The following material is based on exchanges
on Statalist.
This FAQ is for users of Stata 7. It is not relevant for Stata 8, which
includes the tssmooth
command for calculating moving averages and other kinds of smooth summary.
Stata 7: How can I calculate moving averages for panel data?
|
Title
|
|
Stata 7: Moving averages for panel data
|
|
Authors
|
Nicholas J. Cox, Durham University, UK
Christopher Baum, Boston College
|
|
Date
|
December 2001
|
egen, ma() and its limitations
Stata’s most obvious command for calculating moving averages is the
ma() function of egen. Given an
expression, it creates a #-period moving average of that expression. By
default, # is taken as 3. # must be odd.
However, as the on-line help indicates, egen, ma() may not be
combined with by varlist:, and, for that reason alone, it
is not applicable to panel data.
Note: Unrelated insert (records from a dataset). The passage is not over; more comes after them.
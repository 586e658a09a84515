//! Category classification.
//!
//! Maps a raw category code from any supported source taxonomy onto the
//! canonical RICS v2 taxonomy. Classification never fails: blank codes are
//! `Undefined`, unknown codes land in [`CanonicalCategory::OTHERS`].

mod tables;

pub use tables::CanonicalCategory;

use std::collections::HashMap;

use once_cell::sync::Lazy;
use serde::{Deserialize, Serialize};

/// Source category-coding taxonomies.
#[derive(Debug, Clone, Copy, Serialize, Deserialize, PartialEq, Eq, Hash)]
pub enum Taxonomy {
    RicsV1,
    RicsV2,
    /// DIN 276 cost groups (DGNB exports).
    Din276,
    OmniClass,
    LevelsBuildingParts,
}

impl Taxonomy {
    pub const ALL: [Taxonomy; 5] = [
        Taxonomy::RicsV1,
        Taxonomy::RicsV2,
        Taxonomy::Din276,
        Taxonomy::OmniClass,
        Taxonomy::LevelsBuildingParts,
    ];

    /// Parse a taxonomy name as typed on the command line.
    pub fn parse(name: &str) -> Option<Taxonomy> {
        let key: String = name
            .chars()
            .filter(|c| c.is_ascii_alphanumeric())
            .collect::<String>()
            .to_ascii_lowercase();
        match key.as_str() {
            "ricsv1" | "rics" => Some(Taxonomy::RicsV1),
            "ricsv2" => Some(Taxonomy::RicsV2),
            "din276" | "dgnb" => Some(Taxonomy::Din276),
            "omniclass" | "leed" => Some(Taxonomy::OmniClass),
            "levels" | "levelsbuildingparts" | "buildingparts" => {
                Some(Taxonomy::LevelsBuildingParts)
            }
            _ => None,
        }
    }

    fn table(&self) -> Option<&'static HashMap<&'static str, CanonicalCategory>> {
        match self {
            Taxonomy::RicsV1 => Some(&RICS_V1),
            Taxonomy::RicsV2 => None,
            Taxonomy::Din276 => Some(&DIN_276),
            Taxonomy::OmniClass => Some(&OMNICLASS),
            Taxonomy::LevelsBuildingParts => Some(&LEVELS_BUILDING_PARTS),
        }
    }
}

static RICS_V1: Lazy<HashMap<&'static str, CanonicalCategory>> =
    Lazy::new(|| tables::RICS_V1.iter().copied().collect());
static DIN_276: Lazy<HashMap<&'static str, CanonicalCategory>> =
    Lazy::new(|| tables::DIN_276.iter().copied().collect());
static OMNICLASS: Lazy<HashMap<&'static str, CanonicalCategory>> =
    Lazy::new(|| tables::OMNICLASS.iter().copied().collect());
static LEVELS_BUILDING_PARTS: Lazy<HashMap<&'static str, CanonicalCategory>> =
    Lazy::new(|| tables::LEVELS_BUILDING_PARTS.iter().copied().collect());

/// Strip the descriptive suffix from a raw category cell.
///
/// `"2.5.1 External walls"` becomes `"2.5.1"`. DIN 276 keeps its letter
/// suffixes (`"330B Außentüren"` becomes `"330B"`), so it takes the first
/// whitespace-delimited token instead.
pub fn clean_code(taxonomy: Taxonomy, raw: &str) -> String {
    let raw = raw.trim();
    if taxonomy == Taxonomy::Din276 {
        return raw.split_whitespace().next().unwrap_or_default().to_string();
    }
    // 'A'..='z' also spans `[\]^_` and the backtick.
    let end = raw.find(|c: char| ('A'..='z').contains(&c)).unwrap_or(raw.len());
    raw[..end].trim_matches(|c| c == ' ' || c == '.').to_string()
}

/// Classify a raw category code of the given taxonomy.
pub fn classify(taxonomy: Taxonomy, raw: &str) -> CanonicalCategory {
    if raw.trim().is_empty() {
        return CanonicalCategory::Undefined;
    }

    let code = clean_code(taxonomy, raw);
    let found = match taxonomy.table() {
        Some(table) => table.get(code.as_str()).copied(),
        None => CanonicalCategory::from_exact_code(&code)
            .or_else(|| CanonicalCategory::from_code(&code)),
    };
    found.unwrap_or(CanonicalCategory::OTHERS)
}

impl CanonicalCategory {
    /// Structural lookup: the first canonical category (declaration order)
    /// whose code starts with `code`.
    pub fn from_code(code: &str) -> Option<CanonicalCategory> {
        let code = code.trim_matches(|c| c == ' ' || c == '.' || c == '_');
        if code.is_empty() {
            return None;
        }
        let code = code.replace('_', ".");
        CanonicalCategory::ALL
            .iter()
            .copied()
            .find(|c| c.code().starts_with(code.as_str()))
    }

    /// Category one step up the code hierarchy (`"2.5.1"` -> `"2.5"`).
    pub fn parent(&self) -> Option<CanonicalCategory> {
        let code = self.code();
        let cut = code.rfind('.')?;
        // "0.1" has no "0" above it; the prefix lookup would return itself.
        CanonicalCategory::from_code(&code[..cut]).filter(|parent| parent != self)
    }

    /// Ancestor at the requested level.
    ///
    /// Walks up while the current level is deeper than `level`. Categories
    /// already at or above `level` are returned unchanged, as is `Undefined`.
    pub fn for_level(&self, level: u8) -> CanonicalCategory {
        let mut current = *self;
        while current.level() > level {
            match current.parent() {
                Some(parent) => current = parent,
                None => break,
            }
        }
        current
    }
}

#[cfg(test)]
mod tests {
    use super::*;

    #[test]
    fn test_blank_code_is_undefined() {
        for taxonomy in Taxonomy::ALL {
            assert_eq!(classify(taxonomy, ""), CanonicalCategory::Undefined);
            assert_eq!(classify(taxonomy, "   "), CanonicalCategory::Undefined);
        }
    }

    #[test]
    fn test_clean_code() {
        assert_eq!(clean_code(Taxonomy::RicsV1, "2.5.1 External walls"), "2.5.1");
        assert_eq!(clean_code(Taxonomy::RicsV1, "2.5. Windows"), "2.5");
        assert_eq!(clean_code(Taxonomy::OmniClass, "21-02 10 10 Exterior Walls"), "21-02 10 10");
        assert_eq!(clean_code(Taxonomy::RicsV1, "3.1"), "3.1");
        assert_eq!(clean_code(Taxonomy::Din276, "330B Außentüren"), "330B");
    }

    #[test]
    fn test_clean_code_cuts_at_ascii_punctuation_between_cases() {
        assert_eq!(clean_code(Taxonomy::RicsV1, "2.6_x"), "2.6");
        assert_eq!(clean_code(Taxonomy::OmniClass, "21-02 10[a]"), "21-02 10");
        assert_eq!(clean_code(Taxonomy::RicsV2, "2.5^1"), "2.5");
        assert_eq!(clean_code(Taxonomy::RicsV1, "3.1`note"), "3.1");
        assert_eq!(classify(Taxonomy::RicsV2, "2.6_x"), CanonicalCategory::C2_6);
    }

    #[test]
    fn test_dgnb_letter_suffix() {
        assert_eq!(classify(Taxonomy::Din276, "330B"), CanonicalCategory::C2_6);
        assert_eq!(classify(Taxonomy::Din276, "330B Außentüren"), CanonicalCategory::C2_6);
        assert_eq!(classify(Taxonomy::Din276, "330 Außenwände"), CanonicalCategory::C2_5);
        assert_eq!(classify(Taxonomy::Din276, "999"), CanonicalCategory::OTHERS);
    }

    #[test]
    fn test_unknown_code_is_others() {
        assert_eq!(classify(Taxonomy::RicsV1, "99.99 Nothing"), CanonicalCategory::C9);
        assert_eq!(classify(Taxonomy::OmniClass, "42 Unknown"), CanonicalCategory::C9);
        assert_eq!(classify(Taxonomy::LevelsBuildingParts, "Garden"), CanonicalCategory::C9);
    }

    #[test]
    fn test_table_keys_are_idempotent_under_cleaning() {
        let tables: [(Taxonomy, &[(&str, CanonicalCategory)]); 4] = [
            (Taxonomy::RicsV1, tables::RICS_V1),
            (Taxonomy::Din276, tables::DIN_276),
            (Taxonomy::OmniClass, tables::OMNICLASS),
            (Taxonomy::LevelsBuildingParts, tables::LEVELS_BUILDING_PARTS),
        ];
        for (taxonomy, table) in tables {
            for (key, category) in table {
                assert_eq!(clean_code(taxonomy, key), *key);
                assert_eq!(classify(taxonomy, key), *category, "{:?} {}", taxonomy, key);
                let with_suffix = format!("{} Some description", key);
                assert_eq!(classify(taxonomy, &with_suffix), *category);
            }
        }
    }

    #[test]
    fn test_rics_v2_exact_and_structural() {
        assert_eq!(classify(Taxonomy::RicsV2, "2.5.1 External - opaque envelope"), CanonicalCategory::C2_5_1);
        assert_eq!(classify(Taxonomy::RicsV2, "2.3. Roof"), CanonicalCategory::C2_3);
        // No "0" category: first code starting with "0" wins.
        assert_eq!(classify(Taxonomy::RicsV2, "0 Facilitating"), CanonicalCategory::C0_1);
        assert_eq!(classify(Taxonomy::RicsV2, "5.5.2.1 Unknown"), CanonicalCategory::OTHERS);
    }

    #[test]
    fn test_codes_and_levels() {
        let c = CanonicalCategory::C2_5_1;
        assert_eq!(c.code(), "2.5.1");
        assert_eq!(c.level(), 3);
        assert_eq!(c.display(), "2.5.1 External - opaque envelope");
        assert_eq!(CanonicalCategory::C5.level(), 0);
        assert_eq!(CanonicalCategory::C4_1.level(), 3);
        assert_eq!(CanonicalCategory::OTHERS.code(), "9");
    }

    #[test]
    fn test_parent_and_for_level() {
        assert_eq!(CanonicalCategory::C2_5_1.parent(), Some(CanonicalCategory::C2_5));
        assert_eq!(CanonicalCategory::C2.parent(), None);
        assert_eq!(CanonicalCategory::C2_5_1.for_level(1), CanonicalCategory::C2);
        assert_eq!(CanonicalCategory::C2_5_1.for_level(2), CanonicalCategory::C2_5);
        assert_eq!(CanonicalCategory::C2_5.for_level(3), CanonicalCategory::C2_5);
        assert_eq!(CanonicalCategory::C4_1.for_level(2), CanonicalCategory::C4);
        assert_eq!(CanonicalCategory::C5_1_2_1.for_level(1), CanonicalCategory::C5_1);
        assert_eq!(CanonicalCategory::Undefined.for_level(1), CanonicalCategory::Undefined);
    }

    #[test]
    fn test_every_parent_is_a_canonical_prefix() {
        for category in CanonicalCategory::ALL {
            if let Some(parent) = category.parent() {
                assert!(category.code().starts_with(parent.code()));
            }
        }
    }

    #[test]
    fn test_serde_uses_code() {
        let json = serde_json::to_string(&CanonicalCategory::C2_3).unwrap();
        assert_eq!(json, "\"2.3\"");
        let back: CanonicalCategory = serde_json::from_str(&json).unwrap();
        assert_eq!(back, CanonicalCategory::C2_3);
        let undefined: CanonicalCategory = serde_json::from_str("\"\"").unwrap();
        assert_eq!(undefined, CanonicalCategory::Undefined);
    }

    #[test]
    fn test_parse_taxonomy() {
        assert_eq!(Taxonomy::parse("din-276"), Some(Taxonomy::Din276));
        assert_eq!(Taxonomy::parse("RICS v2"), Some(Taxonomy::RicsV2));
        assert_eq!(Taxonomy::parse("nope"), None);
    }
}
In any case, it stands outside the set of
commands specifically written for time series; see help
time for details.
Alternative approaches
To calculate moving averages for panel data, there are at least
two choices. Both depend upon the dataset having been
tsset beforehand.
This is very much worth doing: not only can you save yourself
repeatedly specifying panel variable and time variable, but Stata
behaves smartly given any gaps in the data.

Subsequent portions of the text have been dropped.